01 - Heat olive oil in a large Dutch oven over medium heat. Sauté onions and garlic until translucent. Add chicken, spices (ginger, cinnamon, turmeric, black pepper, nutmeg), saffron with its soaking water if used, and salt. Brown the chicken on all sides for 5 minutes.
02 - Pour in chicken stock, cover, and simmer for 30 to 35 minutes until the chicken is tender. Remove chicken and let cool, then shred the meat, discarding bones and skin.
03 - Simmer the cooking liquid over medium heat until slightly thickened, about 1 cup remains.
04 - Return shredded chicken to the reduced liquid. Add chopped parsley, cilantro, and toasted almonds. Stir and remove from heat. Allow to cool.

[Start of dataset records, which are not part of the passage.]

// Some helpers are only used by some tests.
#![allow(dead_code)]

use std::collections::HashMap;
use std::ops::Range;

use crate::asm::reg::NUM_REGISTERS;
use crate::asm::*;
use crate::util::test_util::mock_asm::{Inst, MockCode, MockCodeCache};
use crate::util::Address;
use crate::vm::{RuntimeEntries, RuntimeEntry};

/// The value call-clobbered registers hold after a runtime call.
pub const POISON: usize = 0xdead_beef_usize;

/// The most instructions one [`MockMachine::run`] executes. Barrier code never loops, so
/// hitting this is a bug.
const STEP_LIMIT: usize = 100_000;

#[derive(Copy, Clone, Debug, PartialEq, Eq)]
pub enum AccessKind {
    Read,
    Write,
}

/// One memory access made by executed code.
#[derive(Copy, Clone, Debug, PartialEq, Eq)]
pub struct Access {
    pub kind: AccessKind,
    pub addr: Address,
    pub bytes: usize,
}

impl Access {
    pub fn overlaps(&self, range: &Range<Address>) -> bool {
        self.addr < range.end && range.start < self.addr + self.bytes
    }
}

/// Sparse, little-endian simulated memory. Only mapped ranges can be accessed; they read as
/// zero until written.
#[derive(Clone, Debug, Default)]
pub struct MockMemory {
    mapped: Vec<Range<Address>>,
    bytes: HashMap<Address, u8>,
    accesses: Vec<Access>,
}

impl MockMemory {
    pub fn map(&mut self, start: Address, bytes: usize) {
        self.mapped.push(start..start + bytes);
    }

    fn check_mapped(&self, addr: Address, bytes: usize) {
        assert!(
            self.mapped
                .iter()
                .any(|r| r.start <= addr && addr + bytes <= r.end),
            "access to unmapped memory at {} ({} bytes)",
            addr,
            bytes
        );
    }

    /// Read without recording an access.
    pub fn read(&self, addr: Address, bytes: usize) -> usize {
        self.check_mapped(addr, bytes);
        (0..bytes).rev().fold(0usize, |v, i| {
            (v << 8) | *self.bytes.get(&(addr + i)).unwrap_or(&0) as usize
        })
    }

    /// Write without recording an access.
    pub fn write(&mut self, addr: Address, bytes: usize, value: usize) {
        self.check_mapped(addr, bytes);
        for i in 0..bytes {
            self.bytes.insert(addr + i, (value >> (8 * i)) as u8);
        }
    }

    pub fn read_word(&self, addr: Address) -> usize {
        self.read(addr, Width::Word.bytes())
    }

    pub fn write_word(&mut self, addr: Address, value: usize) {
        self.write(addr, Width::Word.bytes(), value)
    }

    pub fn read_byte(&self, addr: Address) -> u8 {
        self.read(addr, 1) as u8
    }

    pub fn write_byte(&mut self, addr: Address, value: u8) {
        self.write(addr, 1, value as usize)
    }

    /// Copy a plain-old-data value into memory.
    pub fn write_pod<T: bytemuck::NoUninit>(&mut self, addr: Address, value: &T) {
        for (i, b) in bytemuck::bytes_of(value).iter().enumerate() {
            self.write_byte(addr + i, *b);
        }
    }

    fn load(&mut self, addr: Address, bytes: usize) -> usize {
        self.accesses.push(Access {
            kind: AccessKind::Read,
            addr,
            bytes,
        });
        self.read(addr, bytes)
    }

    fn store(&mut self, addr: Address, bytes: usize, value: usize) {
        self.accesses.push(Access {
            kind: AccessKind::Write,
            addr,
            bytes,
        });
        self.write(addr, bytes, value)
    }

    /// Every access made by executed code, in order.
    pub fn accesses(&self) -> &[Access] {
        &self.accesses
    }

    pub fn writes(&self) -> Vec<Access> {
        self.accesses
            .iter()
            .filter(|a| a.kind == AccessKind::Write)
            .copied()
            .collect()
    }

    /// Did executed code touch `range` at all?
    pub fn touched(&self, range: &Range<Address>) -> bool {
        self.accesses.iter().any(|a| a.overlaps(range))
    }

    pub fn clear_accesses(&mut self) {
        self.accesses.clear();
    }
}

/// A runtime call made by executed code.
#[derive(Clone, Debug, PartialEq, Eq)]
pub struct RuntimeCall {
    pub entry: RuntimeEntry,
    pub args: Vec<usize>,
    pub style: CallStyle,
}

/// Which code is executing: the program handed to `run`, or an installed stub.
#[derive(Copy, Clone, Debug, PartialEq, Eq)]
enum CodeRef {
    Program,
    Stub(CodeEntry),
}

/// Executes [`MockCode`] against simulated registers and memory.
///
/// Runtime calls are recorded, not executed, and overwrite every call-clobbered register
/// with [`POISON`], so barrier code that fails to save a register is caught. Far calls
/// enter stubs installed in a [`MockCodeCache`].
pub struct MockMachine {
    regs: [usize; NUM_REGISTERS],
    pub memory: MockMemory,
    stack: Vec<usize>,
    params: [usize; 4],
    frames: usize,
    fences: usize,
    runtime_calls: Vec<RuntimeCall>,
    far_calls: Vec<CodeEntry>,
    conventions: RegisterConventions,
    runtime: RuntimeEntries,
    stubs: HashMap<CodeEntry, MockCode>,
}

impl MockMachine {
    pub fn new(conventions: RegisterConventions, runtime: RuntimeEntries) -> Self {
        MockMachine {
            regs: [0; NUM_REGISTERS],
            memory: MockMemory::default(),
            stack: vec![],
            params: [0; 4],
            frames: 0,
            fences: 0,
            runtime_calls: vec![],
            far_calls: vec![],
            conventions,
            runtime,
            stubs: HashMap::new(),
        }
    }

    /// Make the stubs of `cache` callable.
    pub fn load_stubs(&mut self, cache: &MockCodeCache) {
        for (_, entry, code) in cache.blobs() {
            self.stubs.insert(entry, code.clone());
        }
    }

    pub fn reg(&self, r: Reg) -> usize {
        self.regs[r.encoding()]
    }

    pub fn set_reg(&mut self, r: Reg, value: usize) {
        self.regs[r.encoding()] = value;
    }

    pub fn runtime_calls(&self) -> &[RuntimeCall] {
        &self.runtime_calls
    }

    pub fn far_calls(&self) -> &[CodeEntry] {
        &self.far_calls
    }

    pub fn fences(&self) -> usize {
        self.fences
    }

    pub fn stack_depth(&self) -> usize {
        self.stack.len()
    }

    fn address(&self, mem: Mem) -> Address {
        match mem {
            Mem::Base { base, offset } => Address::from_usize(self.reg(base)) + offset,
            Mem::Indexed { base, index } => {
                Address::from_usize(self.reg(base).wrapping_add(self.reg(index)))
            }
        }
    }

    fn code<'a>(&'a self, program: &'a MockCode, at: CodeRef) -> &'a MockCode {
        match at {
            CodeRef::Program => program,
            CodeRef::Stub(entry) => &self.stubs[&entry],
        }
    }

    /// Run `program` from its first instruction until it falls off the end or halts.
    pub fn run(&mut self, program: &MockCode) {
        let mut at = CodeRef::Program;
        let mut pc = 0;
        let mut returns: Vec<(CodeRef, usize)> = vec![];
        let stack_at_entry = self.stack.len();

        for _ in 0..STEP_LIMIT {
            let Some(inst) = self.code(program, at).insts().get(pc).cloned() else {
                assert_eq!(at, CodeRef::Program, "fell off the end of a stub");
                break;
            };
            pc += 1;
            let target_of = |m: &Self, label: Label| m.code(program, at).label_position(label);
            match inst {
                Inst::Halt => break,
                Inst::Jump { target } => pc = target_of(self, target),
                Inst::BranchCmpImm {
                    cond,
                    reg,
                    imm,
                    target,
                } => {
                    let equal = self.reg(reg) == imm;
                    let taken = match cond {
                        Cond::Eq => equal,
                        Cond::Ne => !equal,
                    };
                    if taken {
                        pc = target_of(self, target);
                    }
                }
                Inst::Mov { dst, src } => self.set_reg(dst, self.reg(src)),
                Inst::MovImm { dst, imm } => self.set_reg(dst, imm),
                Inst::Lea { dst, mem } => {
                    let addr = self.address(mem);
                    self.set_reg(dst, addr.as_usize());
                }
                Inst::Load { width, dst, mem } => {
                    let addr = self.address(mem);
                    let v = self.memory.load(addr, width.bytes());
                    self.set_reg(dst, v);
                }
                Inst::Store { width, src, mem } => {
                    let addr = self.address(mem);
                    self.memory.store(addr, width.bytes(), self.reg(src));
                }
                Inst::LoadReference {
                    dst,
                    mem,
                    compressed,
                } => {
                    let addr = self.address(mem);
                    let v = if compressed {
                        decode(self.memory.load(addr, 4))
                    } else {
                        self.memory.load(addr, Width::Word.bytes())
                    };
                    self.set_reg(dst, v);
                }
                Inst::StoreReference {
                    src,
                    mem,
                    compressed,
                } => {
                    let addr = self.address(mem);
                    let v = src.map(|r| self.reg(r)).unwrap_or(0);
                    if compressed {
                        let encoded = encode(v);
                        // Encoding happens in place.
                        if let Some(r) = src {
                            self.set_reg(r, encoded);
                        }
                        self.memory.store(addr, 4, encoded);
                    } else {
                        self.memory.store(addr, Width::Word.bytes(), v);
                    }
                }
                Inst::Add { dst, a, b } => self.set_reg(dst, self.reg(a).wrapping_add(self.reg(b))),
                Inst::SubImm { dst, src, imm } => self.set_reg(dst, self.reg(src).wrapping_sub(imm)),
                Inst::Xor { dst, a, b } => self.set_reg(dst, self.reg(a) ^ self.reg(b)),
                Inst::ShrImm { dst, src, shift } => self.set_reg(dst, self.reg(src) >> shift),
                Inst::FenceStoreLoad => self.fences += 1,
                Inst::Push { regs } => {
                    for r in regs.iter() {
                        self.stack.push(self.reg(r));
                    }
                }
                Inst::Pop { regs } => {
                    for r in regs.iter().rev() {
                        let v = self.stack.pop().expect("pop from an empty stack");
                        self.set_reg(r, v);
                    }
                }
                Inst::CallLeaf {
                    entry,
                    arg_count,
                    style,
                } => self.call_runtime(entry, arg_count, style),
                Inst::FarCall { entry } => {
                    assert!(self.stubs.contains_key(&entry), "far call to unknown code {}", entry);
                    self.far_calls.push(entry);
                    returns.push((at, pc));
                    at = CodeRef::Stub(entry);
                    pc = 0;
                }
                Inst::Enter => self.frames += 1,
                Inst::Leave => {
                    assert!(self.frames > 0, "leave without enter");
                    self.frames -= 1;
                }
                Inst::StoreParameter { src, slot } => self.params[slot] = self.reg(src),
                Inst::LoadParameter { dst, slot } => self.set_reg(dst, self.params[slot]),
                Inst::StubPrologue { .. } => {
                    assert!(matches!(at, CodeRef::Stub(_)), "stub prologue outside a stub")
                }
                Inst::StubEpilogue => {
                    let (ret_at, ret_pc) = returns.pop().expect("stub epilogue without a caller");
                    at = ret_at;
                    pc = ret_pc;
                }
            }
            if self.code(program, at).insts().len() < pc {
                panic!("pc {} out of range", pc);
            }
        }
        assert!(returns.is_empty(), "stopped inside a stub");
        assert_eq!(self.frames, 0, "unbalanced enter/leave");
        assert_eq!(self.stack.len(), stack_at_entry, "unbalanced push/pop");
    }

    fn call_runtime(&mut self, entry: CodeEntry, arg_count: usize, style: CallStyle) {
        let Some(runtime_entry) = self.runtime.lookup(entry) else {
            panic!("call to {} which is not a runtime entry", entry);
        };
        assert_eq!(arg_count, runtime_entry.arity(), "{} arity", runtime_entry);
        let args = (0..arg_count)
            .map(|i| self.reg(self.conventions.arg(i)))
            .collect();
        self.runtime_calls.push(RuntimeCall {
            entry: runtime_entry,
            args,
            style,
        });
        for r in self.conventions.call_clobbered.iter() {
            self.set_reg(r, POISON);
        }
    }
}

/// Compressed references are the address shifted right by 3, in 32 bits.
pub fn encode(v: usize) -> usize {
    let encoded = v >> 3;
    assert!(encoded <= u32::MAX as usize, "{:#x} cannot be compressed", v);
    encoded
}

pub fn decode(v: usize) -> usize {
    v << 3
}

05 - Melt butter in a pan over medium-low heat. Beat eggs with salt, add to pan, and stir gently until softly scrambled but still moist. Fold eggs into cooled chicken mixture.
06 - Preheat oven to 375°F. Brush a 10-inch round baking dish with melted butter. Layer five phyllo sheets, each brushed with butter and overhanging edges. Spread filling evenly. Fold overhanging phyllo over filling. Cover with four more buttered phyllo sheets tucked into pan edges. Top with final buttered sheet.
07 - Bake for 35 to 40 minutes until golden and crisp. Rest for 10 minutes before serving.
08 - Dust top with powdered sugar and cinnamon just before serving.

# Expert Advice:

01 -
  • The contrast between crispy pastry and soft, fragrant filling hits all your senses at once and never gets old.
  • It looks like you spent hours in a Moroccan kitchen, but the logic of each step is straightforward once you start.
  • You can assemble it hours ahead and bake it fresh, which means dinner guests get the theater of golden pastry with zero last-minute stress.
02 -
  • Don't skip cooling the filling before folding in the eggs—if it's too hot, you'll end up with scrambled eggs that break apart instead of binding the filling together.
  • Phyllo dries out fast, so keep the unused sheets covered with a damp (not wet) towel, and work efficiently when layering so they don't tear or become brittle.
  • The powdered sugar and cinnamon dusting should happen just before serving, not hours ahead, or it will absorb moisture and become a wet layer instead of a crispy, sweet contrast.
03 -
  • You can assemble the entire pastilla up to 8 hours ahead—cover it loosely with plastic wrap and refrigerate, then bake it straight from the fridge, adding just 5 extra minutes to the bake time.
  • Leftover pastilla actually tastes better the next day after the flavors have settled; reheat it gently in a 300°F oven covered with foil so the phyllo doesn't over-crisp.